From time to time everyone gets so angry that they think unkindly about their partner.
That’s so common and normal. But you should worry about thoughts that are motivated by fear, rather than anger. Because that suggests something really bad is happening.
Like do you ever think that you must get home, right now, or your partner “will get mad at you?” You might worry if they’re cooking a special dinner for you and you’re running very late. But it shouldn’t be a regular thought.

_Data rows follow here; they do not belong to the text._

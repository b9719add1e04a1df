//! OS-specific command synthesis.
//!
//! [`OsCommands`] turns abstract intents (make a directory, write a file with a
//! backup, prefix a command with environment and privileges) into command text
//! for one operating system family. Call sites hold an `Arc<dyn OsCommands>`
//! and never name a concrete family.
//!
//! Builders only construct text. They fail on malformed input instead of
//! emitting shell that would do the wrong thing.

mod unix;
mod windows;

pub use unix::UnixCommands;
pub use windows::WindowsCommands;

use std::collections::BTreeMap;
use std::fmt;
use std::sync::Arc;

use serde::{Deserialize, Serialize};
use thiserror::Error;

use crate::command::CommandSpec;

/// Errors raised while synthesizing command text.
#[derive(Debug, Error, PartialEq, Eq)]
pub enum SynthError {
  #[error("{0} path must not be empty")]
  EmptyPath(&'static str),

  #[error("invalid environment variable name: {0:?}")]
  InvalidEnvName(String),

  #[error("url must not be empty")]
  EmptyUrl,
}

/// Operating system families a target can belong to.
#[derive(Debug, Clone, Copy, Default, PartialEq, Eq, Hash, Serialize, Deserialize)]
#[serde(rename_all = "lowercase")]
pub enum OsFamily {
  #[default]
  Unix,
  Windows,
}

impl OsFamily {
  /// The family of the machine this process runs on.
  pub fn current() -> Self {
    if cfg!(windows) { Self::Windows } else { Self::Unix }
  }

  pub fn as_str(&self) -> &'static str {
    match self {
      Self::Unix => "unix",
      Self::Windows => "windows",
    }
  }

  /// The default command synthesizer for this family.
  pub fn commands(&self) -> Arc<dyn OsCommands> {
    match self {
      Self::Unix => Arc::new(UnixCommands::default()),
      Self::Windows => Arc::new(WindowsCommands),
    }
  }
}

impl fmt::Display for OsFamily {
  fn fmt(&self, f: &mut fmt::Formatter<'_>) -> fmt::Result {
    write!(f, "{}", self.as_str())
  }
}

impl std::str::FromStr for OsFamily {
  type Err = String;

  fn from_str(s: &str) -> Result<Self, Self::Err> {
    match s.to_ascii_lowercase().as_str() {
      "unix" | "linux" | "darwin" | "macos" => Ok(Self::Unix),
      "windows" => Ok(Self::Windows),
      other => Err(format!("unknown os family: {}", other)),
    }
  }
}

/// Command synthesis for one operating system family.
pub trait OsCommands: Send + Sync + fmt::Debug {
  /// Which family this synthesizer targets.
  fn family(&self) -> OsFamily;

  /// Create `path` and any missing parents.
  ///
  /// Triggers are `[path, use_sudo]`: a directory has no meaningful in-place
  /// update, so any change replaces it.
  fn create_directory(&self, path: &str, use_sudo: bool) -> Result<CommandSpec, SynthError>;

  /// Write `content` to `remote_path` from standard input, reversibly where
  /// the family supports it.
  fn copy_inline_file(
    &self,
    remote_path: &str,
    content: &str,
    use_sudo: bool,
    append: bool,
  ) -> Result<CommandSpec, SynthError>;

  /// Download `url` to `path` and mark it executable.
  fn download_executable(&self, url: &str, path: &str, use_sudo: bool) -> Result<CommandSpec, SynthError>;

  /// Render a full command line from a base command, environment and identity.
  ///
  /// Returns `Ok(None)` when `command` is `None`: an absent command means "no
  /// action", never an empty string. When both `sudo` and `user` are given,
  /// `sudo` wins.
  fn build_command_string(
    &self,
    command: Option<&str>,
    env: &BTreeMap<String, String>,
    sudo: bool,
    user: Option<&str>,
  ) -> Result<Option<String>, SynthError>;
}

fn require_path(kind: &'static str, path: &str) -> Result<(), SynthError> {
  if path.trim().is_empty() {
    return Err(SynthError::EmptyPath(kind));
  }
  Ok(())
}

fn require_env_names(env: &BTreeMap<String, String>) -> Result<(), SynthError> {
  match env.keys().find(|name| !crate::util::shell::is_env_name(name)) {
    Some(name) => Err(SynthError::InvalidEnvName(name.clone())),
    None => Ok(()),
  }
}

#[cfg(test)]
mod tests {
  use super::*;

  #[test]
  fn family_parses_aliases() {
    assert_eq!("linux".parse::<OsFamily>().unwrap(), OsFamily::Unix);
    assert_eq!("Windows".parse::<OsFamily>().unwrap(), OsFamily::Windows);
    assert!("plan9".parse::<OsFamily>().is_err());
  }

  #[test]
  fn commands_match_family() {
    for family in [OsFamily::Unix, OsFamily::Windows] {
      assert_eq!(family.commands().family(), family);
    }
  }

  #[test]
  fn absent_command_is_no_action_for_every_family() {
    let mut env = BTreeMap::new();
    env.insert("X".to_string(), "1".to_string());
    for family in [OsFamily::Unix, OsFamily::Windows] {
      let rendered = family.commands().build_command_string(None, &env, true, Some("app")).unwrap();
      assert_eq!(rendered, None);
    }
  }

  #[test]
  fn empty_paths_are_rejected_for_every_family() {
    for family in [OsFamily::Unix, OsFamily::Windows] {
      let os = family.commands();
      assert_eq!(os.create_directory("", false), Err(SynthError::EmptyPath("directory")));
      assert_eq!(
        os.copy_inline_file("  ", "x", false, false),
        Err(SynthError::EmptyPath("file"))
      );
      assert_eq!(os.download_executable("", "/bin/x", false), Err(SynthError::EmptyUrl));
    }
  }
}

Or what about: “My partner probably won’t let me…?” That suggests something controlling’s going on. You should feel you can do whatever you want, like seeing family or friends, without worrying about what your partner will say. It’s one thing to discuss your plans together. It’s quite another to “ask for permission.”
NOT A CHILD
If it crosses your mind that you’re “going to be in trouble for that,” then there’s probably some sort of balance of power problem.

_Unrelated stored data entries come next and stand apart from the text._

use anyhow::Result;

use provis_lib::util::name::shorten_name;

pub fn cmd_name(label: &str, max_len: usize) -> Result<()> {
  println!("{}", shorten_name(label, max_len));
  Ok(())
}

You’re not a child and your partner isn’t your parent. So you shouldn’t have to worry that you’ll be getting into trouble for expressing an opinion, or little things like forgetting to buy milk. You should feel that small mistakes will always be forgiven. If you don’t, you’re being abused.

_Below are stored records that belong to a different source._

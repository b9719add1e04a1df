//! Arguments shared by the stack commands and the plan they describe.
//!
//! One invocation manages one compose stack on one host: the engine package
//! and compose plugin are installed, the compose file is transferred under a
//! content-addressed directory and the stack is brought up.

use std::path::PathBuf;
use std::sync::Arc;
use std::time::Duration;

use anyhow::{Context, Result};
use clap::Args;
use tracing::debug;

use provis_lib::compose::{ComposeManager, ComposeOptions};
use provis_lib::connection::{Connection, Credential, SshTarget};
use provis_lib::consts::DEFAULT_COMPOSE_VERSION;
use provis_lib::engine::PlanGraph;
use provis_lib::execute::ExecuteConfig;
use provis_lib::os::OsFamily;
use provis_lib::package::{PackageInstaller, PackageManager};
use provis_lib::runner::{CommandOptions, Runner};
use provis_lib::snapshot::SnapshotStore;

/// Where a stack's state is recorded.
#[derive(Args, Debug, Clone)]
pub struct StateArgs {
  /// Stack name, used in resource names and the snapshot file name
  #[arg(short, long, default_value = "stack")]
  pub name: String,

  /// Directory holding one snapshot per stack
  #[arg(long, default_value = ".provis")]
  pub state_dir: PathBuf,

  /// Maximum number of nodes run at once
  #[arg(short = 'j', long, default_value_t = 4)]
  pub parallelism: usize,
}

impl StateArgs {
  pub fn store(&self) -> SnapshotStore {
    SnapshotStore::for_stack(&self.state_dir, &self.name)
  }

  pub fn execute_config(&self) -> ExecuteConfig {
    ExecuteConfig {
      parallelism: self.parallelism.max(1),
    }
  }
}

/// The desired stack.
#[derive(Args, Debug, Clone)]
pub struct StackArgs {
  /// Compose file to deploy
  pub compose: PathBuf,

  #[command(flatten)]
  pub state: StateArgs,

  /// Remote host; the local machine when omitted
  #[arg(long)]
  pub host: Option<String>,

  /// SSH user
  #[arg(short, long, default_value = "root")]
  pub user: String,

  /// SSH port
  #[arg(short, long, default_value_t = 22)]
  pub port: u16,

  /// Private key passed to ssh and scp
  #[arg(short, long, conflicts_with = "password_env")]
  pub identity: Option<PathBuf>,

  /// Environment variable holding the SSH password (requires sshpass)
  #[arg(long)]
  pub password_env: Option<String>,

  /// Operating system family of the target (compose stacks need unix)
  #[arg(long, default_value = "unix")]
  pub os: OsFamily,

  /// Package manager of the target
  #[arg(long, default_value = "apt")]
  pub package_manager: PackageManager,

  /// Wait for cloud-init before running anything
  #[arg(long)]
  pub wait_cloud_init: bool,

  /// Container engine CLI
  #[arg(long, default_value = "docker")]
  pub engine: String,

  /// Package providing the container engine
  #[arg(long, default_value = "docker.io")]
  pub engine_package: String,

  /// Compose plugin release to install
  #[arg(long, default_value = DEFAULT_COMPOSE_VERSION)]
  pub compose_version: String,

  /// Architecture of the compose plugin binary
  #[arg(long, default_value = "x86_64")]
  pub compose_arch: String,

  /// Bound on bring-up and tear-down, e.g. `90s` or `5m`
  #[arg(long, default_value = "300s", value_parser = humantime::parse_duration)]
  pub timeout: Duration,

  /// Parent directory for transferred compose files
  #[arg(long, default_value = "/tmp")]
  pub remote_dir: String,

  /// Run package, plugin and engine commands without sudo
  #[arg(long)]
  pub no_sudo: bool,
}

impl StackArgs {
  pub fn connection(&self) -> Connection {
    let Some(host) = &self.host else {
      return Connection::local();
    };

    let credential = match (&self.identity, &self.password_env) {
      (Some(path), _) => Credential::KeyFile { path: path.clone() },
      (None, Some(var)) => Credential::PasswordEnv { var: var.clone() },
      (None, None) => Credential::Agent,
    };
    Connection::ssh(
      SshTarget::new(host.clone(), self.user.clone())
        .with_port(self.port)
        .with_credential(credential),
    )
  }

  pub fn compose_options(&self) -> ComposeOptions {
    ComposeOptions::new()
      .with_engine(&self.engine, &self.engine_package)
      .with_compose_version(&self.compose_version)
      .with_compose_arch(&self.compose_arch)
      .with_timeout_secs(self.timeout.as_secs().max(1))
      .with_remote_dir_prefix(&self.remote_dir)
      .with_sudo(!self.no_sudo)
  }

  fn compose_path(&self) -> Result<PathBuf> {
    dunce::canonicalize(&self.compose)
      .with_context(|| format!("Compose file not found: {}", self.compose.display()))
  }

  /// Record the stack's nodes in a fresh plan graph.
  pub fn build_plan(&self) -> Result<Arc<PlanGraph>> {
    let compose = self.compose_path()?;
    let graph = Arc::new(PlanGraph::new());

    let mut runner = Runner::new(graph.clone(), Arc::new(self.connection()), self.os);
    if self.wait_cloud_init {
      runner = runner
        .with_cloud_init_gate()
        .context("Failed to add readiness gate")?;
    }
    let runner = Arc::new(runner);

    let installer = Arc::new(PackageInstaller::new(runner.clone(), self.package_manager).with_sudo(!self.no_sudo));
    let manager = ComposeManager::new(runner, installer, self.compose_options());
    manager
      .bring_up(&self.state.name, &compose, CommandOptions::new())
      .with_context(|| format!("Failed to plan stack {}", self.state.name))?;

    debug!(stack = %self.state.name, nodes = graph.len(), "plan built");
    Ok(graph)
  }
}
//! provis-lib: the command layer of provis.
//!
//! Provisioning steps on a target host are expressed as values an
//! orchestration engine can diff, order, apply and destroy:
//! - `CommandSpec`: create / update / delete text plus replacement triggers
//! - `Runner`: binds specs to one target, behind an optional readiness gate
//! - `PackageInstaller` and `ComposeManager`: idempotent bootstrap steps
//! - `PlanGraph`: an in-process engine that records nodes as a DAG
//!
//! `execute` applies a recorded plan through a `Transport` and `snapshot`
//! keeps what was applied for the next diff.

pub mod command;
pub mod compose;
pub mod connection;
pub mod consts;
pub mod engine;
pub mod execute;
pub mod os;
pub mod package;
pub mod runner;
pub mod snapshot;
pub mod util;
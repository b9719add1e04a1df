//! Implementation of the `provis plan` command.
//!
//! Builds the desired plan for the stack and diffs it against the stack's
//! snapshot without running anything.

use anyhow::{Context, Result};
use owo_colors::{OwoColorize, Stream};

use provis_lib::engine::{Change, Node, NodeKind, PlanDiff, PlanGraph, compute_diff};

use crate::output::{OutputFormat, change_marker, print_json, symbols};

use super::StackArgs;

pub fn cmd_plan(args: &StackArgs, output: OutputFormat, verbose: bool) -> Result<()> {
  let graph = args.build_plan()?;
  let store = args.state.store();
  let previous = store
    .load()
    .with_context(|| format!("Failed to load snapshot: {}", store.path().display()))?
    .map(|s| s.nodes)
    .unwrap_or_default();

  let desired = graph.nodes();
  let diff = compute_diff(&desired, &previous).context("Failed to diff plan")?;

  if output.is_json() {
    let plan_output = serde_json::json!({
      "stack": args.state.name,
      "target": graph.nodes().first().map(|n| n.connection.to_string()),
      "nodes": desired,
      "diff": diff,
    });
    return print_json(&plan_output);
  }

  print_human_plan(&graph, &previous, &diff, verbose)
}

fn describe(node: &Node) -> String {
  match &node.kind {
    NodeKind::Command(cmd) => cmd.create.clone().unwrap_or_else(|| "(no action)".to_string()),
    NodeKind::CopyFile(copy) => format!("copy {} {} {}", copy.source.display(), symbols::ARROW, copy.remote_path),
  }
}

fn print_human_plan(graph: &PlanGraph, previous: &[Node], diff: &PlanDiff, verbose: bool) -> Result<()> {
  for wave in graph.waves().context("Failed to order plan")? {
    for node in wave {
      let change = diff.change_for(&node.name).unwrap_or(Change::Create);
      if change == Change::Unchanged && !verbose {
        continue;
      }
      println!("{} {}", change_marker(change), node.name);
      if verbose {
        println!(
          "    {}",
          describe(&node).if_supports_color(Stream::Stdout, |s| s.dimmed())
        );
      }
    }
  }

  for name in &diff.delete {
    println!("{} {}", change_marker(Change::Delete), name);
    if verbose {
      if let Some(text) = previous.iter().find(|n| &n.name == name).and_then(|n| n.kind.delete()) {
        println!("    {}", text.if_supports_color(Stream::Stdout, |s| s.dimmed()));
      }
    }
  }

  if diff.is_empty() {
    println!("No changes.");
  } else {
    println!();
    println!(
      "Plan: {} to create, {} to update, {} to replace, {} to delete, {} unchanged",
      diff.create.len(),
      diff.update.len(),
      diff.replace.len(),
      diff.delete.len(),
      diff.unchanged.len()
    );
  }

  Ok(())
}
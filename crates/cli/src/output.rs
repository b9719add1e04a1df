//! CLI output formatting utilities.
//!
//! Status lines, plan change markers and duration formatting. Color is only
//! applied when the target stream supports it.

use std::time::Duration;

use anyhow::Context;
use clap::ValueEnum;
use owo_colors::{AnsiColors, OwoColorize, Stream};

use provis_lib::engine::Change;

#[derive(Debug, Clone, Copy, Default, ValueEnum)]
pub enum OutputFormat {
  #[default]
  Text,
  Json,
}

impl OutputFormat {
  pub fn is_json(self) -> bool {
    matches!(self, OutputFormat::Json)
  }
}

pub mod symbols {
  pub const SUCCESS: &str = "✓";
  pub const ERROR: &str = "✗";
  pub const WARNING: &str = "⚠";
  pub const INFO: &str = "•";
  pub const ARROW: &str = "→";
}

/// Kinds of one-line status messages.
#[derive(Debug, Clone, Copy, PartialEq, Eq)]
enum Status {
  Success,
  Error,
  Warning,
  Info,
}

impl Status {
  fn symbol(self) -> &'static str {
    match self {
      Status::Success => symbols::SUCCESS,
      Status::Error => symbols::ERROR,
      Status::Warning => symbols::WARNING,
      Status::Info => symbols::INFO,
    }
  }

  fn color(self) -> AnsiColors {
    match self {
      Status::Success => AnsiColors::Green,
      Status::Error => AnsiColors::Red,
      Status::Warning => AnsiColors::Yellow,
      Status::Info => AnsiColors::Blue,
    }
  }

  /// Problems go to stderr with the message colored too.
  fn stream(self) -> Stream {
    match self {
      Status::Error | Status::Warning => Stream::Stderr,
      Status::Success | Status::Info => Stream::Stdout,
    }
  }

  fn print(self, message: &str) {
    let stream = self.stream();
    let symbol_text = self.symbol();
    let symbol = symbol_text.if_supports_color(stream, |s| s.color(self.color()));
    match stream {
      Stream::Stderr => eprintln!(
        "{} {}",
        symbol,
        message.if_supports_color(stream, |s| s.color(self.color()))
      ),
      _ => println!("{} {}", symbol, message),
    }
  }
}

/// Marker printed in front of a node in a plan.
pub fn change_marker(change: Change) -> String {
  let (marker, color) = match change {
    Change::Create => ("+", AnsiColors::Green),
    Change::Update => ("~", AnsiColors::Yellow),
    Change::Replace => ("-/+", AnsiColors::Yellow),
    Change::Delete => ("-", AnsiColors::Red),
    Change::Unchanged => return " ".to_string(),
  };
  marker
    .if_supports_color(Stream::Stdout, |s| s.color(color))
    .to_string()
}

pub fn format_duration(duration: Duration) -> String {
  let secs = duration.as_secs();
  match secs {
    60.. => format!("{}m {}s", secs / 60, secs % 60),
    1.. => format!("{}.{:02}s", secs, duration.subsec_millis() / 10),
    0 => format!("{}ms", duration.subsec_millis()),
  }
}

pub fn print_success(message: &str) {
  Status::Success.print(message);
}

pub fn print_error(message: &str) {
  Status::Error.print(message);
}

pub fn print_warning(message: &str) {
  Status::Warning.print(message);
}

pub fn print_info(message: &str) {
  Status::Info.print(message);
}

pub fn print_stat(label: &str, value: &str) {
  println!(
    "  {}: {}",
    label.if_supports_color(Stream::Stdout, |s| s.dimmed()),
    value
  );
}

pub fn print_json<T: serde::Serialize>(value: &T) -> anyhow::Result<()> {
  let json = serde_json::to_string_pretty(value).context("Failed to serialize to JSON")?;
  println!("{}", json);
  Ok(())
}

Do you ever think “she didn’t mean it,” or “he’s just stressed?” That might be true, but if you’re always thinking about how your partner “really does love you,’ even though they hurt or belittle you, then you’re being abused. Abusers can be people we love. That doesn’t make it OK.
If you think that your partner would literally die without you, especially if they’ve threatened to kill themselves if you left, then you’re probably being manipulated.
Or if you ever think that your partner “is the only one who loves you,” then they’re probably isolating you from your family or friends. And if you’re sure that they’re not, then it’s time you made some new friends, or reconnect with your family.
If you regularly think “I don’t want to be in this relationship any more,” then you probably mean it. Don’t ignore feelings like that just because you’ve been together forever. If you’re constantly unhappy, then it’s time to go.
People who aren’t happy with their relationships, often think “things could be worse.” You should be in a relationship because it makes you feel happy and fulfilled. Not because you can imagine an even more awful situation.
If you’ve ever told your partner “I don’t deserve you” and actually meant it, then you might be living with someone truly wonderful. But it’s more likely you’ve been so worn down by an abusive partner that you doubt your own worth. And feel like you don’t deserve to be happy.
So if you’re having thoughts like these, it’s time to take a hard look at your relationship. Talk to a counsellor. Soon. Because fearful relationships can suddenly get worse.